Tuesday, March 15, 2016

Stuff

I am a stuff person. I don't mean that I'm materialistic; to the contrary. I am drawn to things not because of their cost, but because of their personality, or history, or what they evoke in me. If I purchase something, the likely hood that it will ever be discarded into the garage sale realm is slim. Unlike the decluttering  and organizational books advise, I can not eliminate the things in my home which I don't find useful or beautiful, because I don't have such things. I love things for their, texture, their weight, their smell, for the storied past of those who have held them before.

When I was a child, I used to go with my mother to her grandmother's house. My great-grandparents had a house in town and a house in the country, so that when grandma Bessie passed away, grandpa Jess moved to town, and left the country house virtually untouched: sugar in the canisters, clothes in the closet, talcum powder in the loo. I played with toys there: an old Farris wheel that played music. I always had a vague notion that I could sense history, not in a grand sense, but in the small mundane miracle of someone else's daily life, children, a mother, a home...

The same is true with old books, generations before me, holding these selfsame sheaves of paper, living this tale beyond their own. Their weight and scent draws me in, as does their timelessness.

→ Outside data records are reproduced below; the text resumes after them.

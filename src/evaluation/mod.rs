//! Layer 4: Evaluation
//!
//! # Purpose
//!
//! This layer provides everything used to judge and compare fitted models:
//! - Fit-quality metrics (MSE, RMSE, MAE, R²)
//! - Seeded train/test splitting
//! - Cross-validated search over ridge regularization strengths

/// Fit-quality metrics.
pub mod metrics;

/// Seeded train/test splitting.
pub mod split;

/// Cross-validated alpha search.
pub mod search;

/// Minimal PRNG shared by split and search.
pub(crate) mod rng;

And new things, I believe I give a piece of my spirit to the things I choose to surround myself with. People have called my taste eclectic, I wondered if that was a platitude for "You have a lot of strange junk.", but it doesn't matter, our home sings a song of who we are as a family. I designed it when I wasn't singing, and every pent up expression of our love story flowed out of me as I chose windows,and faucets, and light fixtures, and it's harmony may be strange to some, but it is comforting and beautiful to us: the song of a homeland, and I hope, generations from now when I am gone, and my children's children's children come here, they hear it in their spirit, and it teaches them about where they came from and those who have lived and loved and gone before. Perhaps to you, they are just things, but to me they are stories of lives well lived.